The whole world was feeling a need for renewal. I was, too.
So as 2020 turned to 2021, a year that had witnessed illness and death for millions of people from COVID-19, my family and I headed out to Poinsett State Park for a walk in the "mountains of the midlands."
The park is one of 16 South Carolina State Parks built by the Civilian Conservation Corps after the Great Depression, another attempt at renewal after collective trauma. This 1,000-acre area gives visitors a taste of the biodiversity of the whole state -- from rhododendrons in the mountainous regions to a tulip poplar and cypress swamp in the low-lying areas.
We were 20 minutes into the hike, heading up a steep incline on the Coquina Trail, when I stopped.
I felt like I couldn't catch my breath. My heart was racing. I was dizzy.
I told my family what was happening, and I decided to keep going but take it easy.
I went to see my doctor a few days later -- on Jan. 6, 2021 -- and this began my official journey into being diagnosed with Long Covid. It was a journey that included five trips to the emergency room, four hospital stays, three ambulance rides and two visits to the Post-COVID Clinic at Emory University.
My last hospital stay was in April 2023 at the Stroke Center at Prisma Baptist Hospital (the symptoms, largely cardiological and vascular, had progressed into neurological), where I received comprehensive care that set me on the path to wellness. I have been symptom-free since March 2024.
Basically, what happened is that the medical science had to have time to catch up with their understanding of what was happening, and this took some time.
To celebrate a year of feeling well, my family and I recently returned to Poinsett State Park to hike the same trail once again.
Most people are more familiar with the word "poinsettia" than with the history of the plant that is ubiquitous at this time of year.
The origin of the plant comes from the Aztecs, who used the plant to create red and purple dyes and created medicine from its milky sap. The Nahuatl name for the plant is Cuetlaxochitl (kwet-la-sho-she), and the plant comes into bloom in mid-December.
Beginning in the 16th century, Franciscan friars in the town of Taxco used the plant to decorate the Nativity scene at the Catholic Church after a young peasant girl named Pepita, on her way to Mass on Christmas Eve, created a bouquet from some roadside weeds as an offering to the baby Jesus, and they burst into bloom when she placed them on the altar. Since then, they became known as "la flor de Nochebuena," or the Christmas flower.

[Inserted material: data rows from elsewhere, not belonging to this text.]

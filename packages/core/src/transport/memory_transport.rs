//! Loopback Transport
//!
//! `MemoryProvider` simulates the messaging provider in process: channels
//! holding numbered messages, finalized blobs, and pending chunk uploads.
//! Every `MemoryTransport` handed out by a provider is one logged-in session
//! sharing that state, so bytes uploaded by a user session are readable by a
//! bot session exactly as with the real provider.
//!
//! The provider also supports failure injection so tests can exercise abort,
//! mismatch and unavailability paths.

use super::blob_transport::{
    BlobTransport, ClientIdentity, MediaDescriptor, SentMessage, TransportError,
};
use async_trait::async_trait;
use bytes::{Bytes, BytesMut};
use std::collections::{BTreeMap, HashMap};
use std::sync::Arc;
use tokio::sync::Mutex;

#[derive(Debug, Clone)]
struct StoredMessage {
    /// `None` for text messages
    blob_id: Option<String>,
    filename: String,
    text: Option<String>,
}

#[derive(Debug, Default)]
struct ChannelState {
    next_message_id: i64,
    messages: BTreeMap<i64, StoredMessage>,
}

#[derive(Debug, Default)]
struct FailurePlan {
    /// Remaining successful `upload_part` calls before every call fails
    uploads_before_failure: Option<usize>,
    fail_reads: bool,
    fail_forwards: bool,
}

#[derive(Debug, Default)]
struct ProviderState {
    channels: HashMap<String, ChannelState>,
    pending: HashMap<String, BTreeMap<u32, Bytes>>,
    blobs: HashMap<String, Bytes>,
    failures: FailurePlan,
    upload_calls: usize,
}

impl ProviderState {
    fn channel_mut(&mut self, channel: &str) -> Result<&mut ChannelState, TransportError> {
        self.channels
            .get_mut(channel)
            .ok_or_else(|| TransportError::ChannelNotFound(channel.to_string()))
    }

    fn message(&self, channel: &str, message_id: i64) -> Result<&StoredMessage, TransportError> {
        self.channels
            .get(channel)
            .ok_or_else(|| TransportError::ChannelNotFound(channel.to_string()))?
            .messages
            .get(&message_id)
            .ok_or_else(|| TransportError::message_not_found(channel, message_id))
    }

    fn post(&mut self, channel: &str, message: StoredMessage) -> Result<i64, TransportError> {
        let state = self.channel_mut(channel)?;
        state.next_message_id += 1;
        let id = state.next_message_id;
        state.messages.insert(id, message);
        Ok(id)
    }

    fn relay(
        &mut self,
        channel: &str,
        message_id: i64,
        dest_channel: &str,
    ) -> Result<SentMessage, TransportError> {
        if self.failures.fail_forwards {
            return Err(TransportError::request("forward rejected"));
        }
        let original = self.message(channel, message_id)?.clone();
        let blob_id = original
            .blob_id
            .clone()
            .ok_or_else(|| TransportError::request("message has no media"))?;
        let size = self.blobs.get(&blob_id).map(|b| b.len() as u64).unwrap_or(0);
        let filename = original.filename.clone();
        let new_id = self.post(dest_channel, original)?;
        Ok(SentMessage {
            message_id: new_id,
            blob_id,
            filename,
            size,
        })
    }
}

/// Shared in-process provider state
#[derive(Clone, Default)]
pub struct MemoryProvider {
    state: Arc<Mutex<ProviderState>>,
}

impl MemoryProvider {
    pub fn new() -> Self {
        Self::default()
    }

    /// Provider with the given channels already created
    pub fn with_channels(channels: &[&str]) -> Self {
        let mut state = ProviderState::default();
        for channel in channels {
            state
                .channels
                .insert(channel.to_string(), ChannelState::default());
        }
        Self {
            state: Arc::new(Mutex::new(state)),
        }
    }

    pub async fn create_channel(&self, channel: &str) {
        self.state
            .lock()
            .await
            .channels
            .entry(channel.to_string())
            .or_default();
    }

    /// A session logged in as `identity`
    pub fn client(&self, identity: ClientIdentity) -> Arc<dyn BlobTransport> {
        Arc::new(MemoryTransport {
            identity,
            provider: self.clone(),
        })
    }

    /// Number of messages currently in `channel`
    pub async fn message_count(&self, channel: &str) -> usize {
        self.state
            .lock()
            .await
            .channels
            .get(channel)
            .map(|c| c.messages.len())
            .unwrap_or(0)
    }

    pub async fn has_message(&self, channel: &str, message_id: i64) -> bool {
        self.state.lock().await.message(channel, message_id).is_ok()
    }

    /// Text messages posted to `channel`, in order
    pub async fn texts(&self, channel: &str) -> Vec<String> {
        self.state
            .lock()
            .await
            .channels
            .get(channel)
            .map(|c| c.messages.values().filter_map(|m| m.text.clone()).collect())
            .unwrap_or_default()
    }

    /// Total `upload_part` calls made through any session
    pub async fn upload_calls(&self) -> usize {
        self.state.lock().await.upload_calls
    }

    /// Point a message at a different blob, as if edited out of band
    pub async fn replace_media(&self, channel: &str, message_id: i64, data: &[u8]) {
        let mut state = self.state.lock().await;
        let blob_id = uuid::Uuid::new_v4().simple().to_string();
        state
            .blobs
            .insert(blob_id.clone(), Bytes::copy_from_slice(data));
        if let Some(message) = state
            .channels
            .get_mut(channel)
            .and_then(|c| c.messages.get_mut(&message_id))
        {
            message.blob_id = Some(blob_id);
        }
    }

    /// Let `n` more part uploads succeed, then fail every following one
    pub async fn fail_uploads_after(&self, n: usize) {
        self.state.lock().await.failures.uploads_before_failure = Some(n);
    }

    pub async fn fail_reads(&self, fail: bool) {
        self.state.lock().await.failures.fail_reads = fail;
    }

    pub async fn fail_forwards(&self, fail: bool) {
        self.state.lock().await.failures.fail_forwards = fail;
    }
}

/// One session against a [`MemoryProvider`]
pub struct MemoryTransport {
    identity: ClientIdentity,
    provider: MemoryProvider,
}

impl MemoryTransport {
    fn access_token(blob_id: &str) -> String {
        format!("mem-{}", blob_id)
    }
}

#[async_trait]
impl BlobTransport for MemoryTransport {
    fn identity(&self) -> &ClientIdentity {
        &self.identity
    }

    async fn upload_part(
        &self,
        blob_id: &str,
        part_index: u32,
        total_parts: Option<u32>,
        bytes: Bytes,
    ) -> Result<(), TransportError> {
        let mut state = self.provider.state.lock().await;
        state.upload_calls += 1;

        if let Some(remaining) = state.failures.uploads_before_failure.as_mut() {
            if *remaining == 0 {
                return Err(TransportError::request("upload rejected"));
            }
            *remaining -= 1;
        }

        let max = self.identity.max_upload_parts;
        if part_index >= max || total_parts.is_some_and(|t| t > max) {
            return Err(TransportError::TooManyParts {
                blob_id: blob_id.to_string(),
                max,
            });
        }

        state
            .pending
            .entry(blob_id.to_string())
            .or_default()
            .insert(part_index, bytes);
        Ok(())
    }

    async fn send(
        &self,
        channel: &str,
        blob_id: &str,
        total_parts: u32,
        filename: &str,
        _mime: &str,
    ) -> Result<SentMessage, TransportError> {
        let mut state = self.provider.state.lock().await;
        state.channel_mut(channel)?;

        let parts = state
            .pending
            .remove(blob_id)
            .ok_or_else(|| TransportError::BlobNotFound(blob_id.to_string()))?;

        let contiguous = parts.keys().copied().eq(0..total_parts);
        if !contiguous {
            let received = parts.len() as u32;
            state.pending.insert(blob_id.to_string(), parts);
            return Err(TransportError::IncompleteBlob {
                blob_id: blob_id.to_string(),
                expected: total_parts,
                received,
            });
        }

        let mut data = BytesMut::new();
        for chunk in parts.values() {
            data.extend_from_slice(chunk);
        }
        let size = data.len() as u64;
        state.blobs.insert(blob_id.to_string(), data.freeze());

        let message_id = state.post(
            channel,
            StoredMessage {
                blob_id: Some(blob_id.to_string()),
                filename: filename.to_string(),
                text: None,
            },
        )?;

        tracing::debug!(
            "{} sent blob {} as message {} in {}",
            self.identity.name,
            blob_id,
            message_id,
            channel
        );

        Ok(SentMessage {
            message_id,
            blob_id: blob_id.to_string(),
            filename: filename.to_string(),
            size,
        })
    }

    async fn fetch_media(
        &self,
        channel: &str,
        message_id: i64,
    ) -> Result<Option<MediaDescriptor>, TransportError> {
        let state = self.provider.state.lock().await;
        if state.failures.fail_reads {
            return Err(TransportError::request("fetch rejected"));
        }
        let message = match state.message(channel, message_id) {
            Ok(message) => message,
            Err(TransportError::MessageNotFound { .. }) => return Ok(None),
            Err(e) => return Err(e),
        };
        Ok(message.blob_id.as_ref().map(|blob_id| MediaDescriptor {
            blob_id: blob_id.clone(),
            access_token: Self::access_token(blob_id),
            size: state.blobs.get(blob_id).map(|b| b.len() as u64).unwrap_or(0),
        }))
    }

    async fn read_bytes(
        &self,
        blob_id: &str,
        access_token: &str,
        offset: u64,
        limit: u64,
    ) -> Result<Bytes, TransportError> {
        let state = self.provider.state.lock().await;
        if state.failures.fail_reads {
            return Err(TransportError::request("read rejected"));
        }
        if access_token != Self::access_token(blob_id) {
            return Err(TransportError::InvalidAccessToken(blob_id.to_string()));
        }
        let blob = state
            .blobs
            .get(blob_id)
            .ok_or_else(|| TransportError::BlobNotFound(blob_id.to_string()))?;

        let len = blob.len() as u64;
        let start = offset.min(len);
        let end = offset.saturating_add(limit).min(len);
        Ok(blob.slice(start as usize..end as usize))
    }

    async fn forward(
        &self,
        channel: &str,
        message_id: i64,
        dest_channel: &str,
    ) -> Result<SentMessage, TransportError> {
        self.provider
            .state
            .lock()
            .await
            .relay(channel, message_id, dest_channel)
    }

    async fn copy(
        &self,
        channel: &str,
        message_id: i64,
        dest_channel: &str,
    ) -> Result<SentMessage, TransportError> {
        self.provider
            .state
            .lock()
            .await
            .relay(channel, message_id, dest_channel)
    }

    async fn delete(&self, channel: &str, message_id: i64) -> Result<(), TransportError> {
        let mut state = self.provider.state.lock().await;
        state
            .channel_mut(channel)?
            .messages
            .remove(&message_id)
            .map(|_| ())
            .ok_or_else(|| TransportError::message_not_found(channel, message_id))
    }

    async fn send_text(&self, channel: &str, text: &str) -> Result<i64, TransportError> {
        self.provider.state.lock().await.post(
            channel,
            StoredMessage {
                blob_id: None,
                filename: String::new(),
                text: Some(text.to_string()),
            },
        )
    }
}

Two hundred years later in 1828, while serving as the U.S. Ambassador to Mexico, Joel Roberts Poinsett, brought the flower from Mexico to his home in South Carolina, where he cultivated the plant in his greenhouse and began sharing it with his friends and colleagues.
As a former South Carolina state representative and member of Congress and one of the co-founders of the Smithsonian Institution, Poinsett had many well-known friends and colleagues, and it was through them that the name "poinsettia" came into common usage in the United States.
Because of Poinsett's history as the owner of enslaved people and the significant part he played in the displacement of many native peoples during the Trail of Tears while he served as Secretary of War from 1837 to 1841, many people are returning to referring to the plant by its the original name, Cuetlaxochitl, as a way of honoring its true origins.
The Cuetlaxochitl plant was used medicinally to treat fevers, conjunctivitis, skin conditions and circulation problems, and I was thinking about all of this -- illness and healing, history and heartbreak, and the ways that nature is an integral part of all our stories, whether we acknowledge it or not, as I walked through the beautiful forests of holly in the high hills that day.
The holly, another plant associated with the Christmas season, can grow up to 50-feet tall when not pruned as a bush in the home landscape. The Cuetlaxochitl can also grow up far beyond its potted stature, often seen up to eight feet tall in the wild.
There is so much in us, I reflected, that has been pruned and potted and pines for renewal.
Whether we are going through a hard time with our families or our finances or our health, it is often the gift of nature that can lift our spirits and allow us to find a deeper meaning on our path.
Poinsett State Park offers many paths.
In addition to the 1.4-mile loop of the Coquina Trail that winds its way through Spanish moss-covered mountain laurels, many other longer trails connect to Manchester State Forest and the Palmetto Trail.
There are also fishing boats, kayaks and canoes, pedal boats and stand-up paddleboards available for rental on the 10-acre lake, as well as private boat access. Visitors can also reserve picnic shelters, rent one of the five CCC-built cabins for lodging or reserve one of the dozens of tent and RV sites. In the summer from Memorial Day to Labor Day weekend, the lake is also open for swimming.
As I have learned over the course of my own healing journey, whether we hike, bike, swim or paddle, we do not go alone.
Nature, too, is with us on this voyage, as we learn to face our histories of horror and resilience in order to find our way to a new understanding of who we are and how we can grow into our full heights in order to be able to contribute to the collective well-being.
May you, too, find such renewal in the new year.